The Shively–McClure Historic District, or Church Hill, is a historic district in Astoria, Oregon, United States. It contains some of the earliest houses in the city, and borders the Astoria Downtown Historic District. It was listed in the National Register of Historic Places in 2005, and it contains a historical marker.

== History ==
Shively–McClure was Astoria's first neighborhood, and was recorded on a map in 1846 by Colonel John McClure and John Shively.

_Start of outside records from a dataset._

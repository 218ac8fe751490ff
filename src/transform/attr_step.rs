use super::map::{Assoc, Mappable};
use super::step::StepResult;
use crate::model::{Fragment, ModelError, Node, Slice};
use serde_json::{json, Value};

/// Sets one attribute of the node at a position.
#[derive(Debug, Clone, PartialEq)]
pub struct AttrStep {
    pub pos: usize,
    pub attr: String,
    pub value: Value,
}

impl AttrStep {
    pub fn new(pos: usize, attr: impl Into<String>, value: Value) -> Self {
        Self {
            pos,
            attr: attr.into(),
            value,
        }
    }

    pub fn apply(&self, doc: &Node) -> StepResult {
        let Some(node) = doc.node_at(self.pos) else {
            return StepResult::fail("No node at attribute step's position");
        };
        let mut attrs = node.attrs().clone();
        attrs.insert(self.attr.clone(), self.value.clone());
        let updated = match node
            .node_type()
            .create(Some(&attrs), Fragment::empty(), node.marks())
        {
            Ok(updated) => updated,
            Err(e) => return StepResult::fail(e.to_string()),
        };
        let open_end = usize::from(!node.is_leaf());
        StepResult::from_replace(
            doc,
            self.pos,
            self.pos + 1,
            &Slice::new(Fragment::from(updated), 0, open_end),
        )
    }

    pub fn invert(&self, doc: &Node) -> Result<AttrStep, ModelError> {
        let node = doc.node_at(self.pos).ok_or_else(|| {
            ModelError::range("No node at attribute step's position")
        })?;
        let old = node.attrs().get(&self.attr).cloned().unwrap_or(Value::Null);
        Ok(AttrStep::new(self.pos, self.attr.clone(), old))
    }

    pub fn map(&self, mapping: &dyn Mappable) -> Option<AttrStep> {
        let pos = mapping.map_result(self.pos, Assoc::After);
        (!pos.deleted_after()).then(|| AttrStep::new(pos.pos, self.attr.clone(), self.value.clone()))
    }

    pub fn to_json(&self) -> Value {
        json!({
            "stepType": "attr",
            "pos": self.pos,
            "attr": self.attr,
            "value": self.value,
        })
    }
}

/// Sets one attribute of the document node itself.
#[derive(Debug, Clone, PartialEq)]
pub struct DocAttrStep {
    pub attr: String,
    pub value: Value,
}

impl DocAttrStep {
    pub fn new(attr: impl Into<String>, value: Value) -> Self {
        Self {
            attr: attr.into(),
            value,
        }
    }

    pub fn apply(&self, doc: &Node) -> StepResult {
        let mut attrs = doc.attrs().clone();
        attrs.insert(self.attr.clone(), self.value.clone());
        match doc
            .node_type()
            .create(Some(&attrs), doc.content().clone(), doc.marks())
        {
            Ok(updated) => StepResult::ok(updated),
            Err(e) => StepResult::fail(e.to_string()),
        }
    }

    pub fn invert(&self, doc: &Node) -> DocAttrStep {
        let old = doc.attrs().get(&self.attr).cloned().unwrap_or(Value::Null);
        DocAttrStep::new(self.attr.clone(), old)
    }

    pub fn to_json(&self) -> Value {
        json!({
            "stepType": "docAttr",
            "attr": self.attr,
            "value": self.value,
        })
    }
}

#[cfg(test)]
mod tests {
    use super::*;
    use crate::basic;
    use crate::model::{AttributeSpec, NodeSpec, Schema, SchemaSpec};

    fn doc() -> Node {
        basic::schema()
            .node_from_json(&json!({
                "type": "doc",
                "content": [
                    {"type": "heading", "attrs": {"level": 1},
                     "content": [{"type": "text", "text": "Title"}]},
                    {"type": "paragraph"}
                ]
            }))
            .unwrap()
    }

    #[test]
    fn test_attr_step_keeps_content() {
        let d = doc();
        let step = AttrStep::new(0, "level", json!(3));
        let after = step.apply(&d).doc().cloned().unwrap();
        let heading = after.child(0);
        assert_eq!(heading.attrs()["level"], json!(3));
        assert_eq!(heading.text_content(), "Title");

        let inverse = step.invert(&d).unwrap();
        assert_eq!(inverse.value, json!(1));
        assert_eq!(inverse.apply(&after).doc(), Some(&d));
    }

    #[test]
    fn test_attr_step_failures() {
        let d = doc();
        assert_eq!(
            AttrStep::new(99, "level", json!(2)).apply(&d).failed(),
            Some("No node at attribute step's position")
        );
        assert!(AttrStep::new(99, "level", json!(2)).invert(&d).is_err());
        // Text nodes cannot be rebuilt through their type.
        assert!(!AttrStep::new(1, "level", json!(2)).apply(&d).is_ok());
    }

    #[test]
    fn test_doc_attr_step() {
        let schema = Schema::new(
            SchemaSpec::new()
                .node(
                    "doc",
                    NodeSpec::new()
                        .content("paragraph+")
                        .attr("lang", AttributeSpec::with_default(Value::Null)),
                )
                .node("paragraph", NodeSpec::new().content("text*"))
                .node("text", NodeSpec::new()),
        )
        .unwrap();
        let d = schema
            .node_from_json(&json!({"type": "doc", "content": [{"type": "paragraph"}]}))
            .unwrap();
        let step = DocAttrStep::new("lang", json!("en"));
        let after = step.apply(&d).doc().cloned().unwrap();
        assert_eq!(after.attrs()["lang"], json!("en"));
        assert_eq!(after.content(), d.content());
        let inverse = step.invert(&d);
        assert_eq!(inverse.value, Value::Null);
        assert_eq!(inverse.apply(&after).doc(), Some(&d));
    }
}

The historic district is bound from Franklin Avenue to Lexington Avenue., and from 9th Street to 18th Street, in Astoria. It contains some 408 buildings, and of which 343 buildings were built before 1939, and the majority are houses. The neighborhood contains diversity of architectural styles from the late 19th century, and early 20th century, with nearly three-quarters of the buildings are represented with three styles: Victorian, Colonial Revival and Craftsman. The Shively–McClure Historic District has 237 contributing buildings, 1 contributing site, and 3 contributing structures. Finnish architect John Erik Wicks (1878–1963) designed some 40 houses in the area.

The neighborhood has one designated historic site, which is marked by a granite obelisk on 15th Street. It was the site of the first U.S. Post Office west of the Rocky Mountains; it was commissioned in 1847, in a small house built by John Shively. The former post office building was destroyed in 1906.

The churches in the neighborhood include: the Grace Episcopal Church (1885; and rectory), Swedish Lutheran Apostolic Church (c. 1885), St. Mary's Catholic Church (1901), First Presbyterian Church (1903), First Methodist Church (1916), First Church of Christ Scientist (1923), Astoria Church of Christ (1923), First Church of Christ Scientist (1951), and the Bible Baptist Church (c. 1958). The Trinity Lutheran Church was designed by John Erik Wicks, and is now a performing arts center for Clatsop Community College.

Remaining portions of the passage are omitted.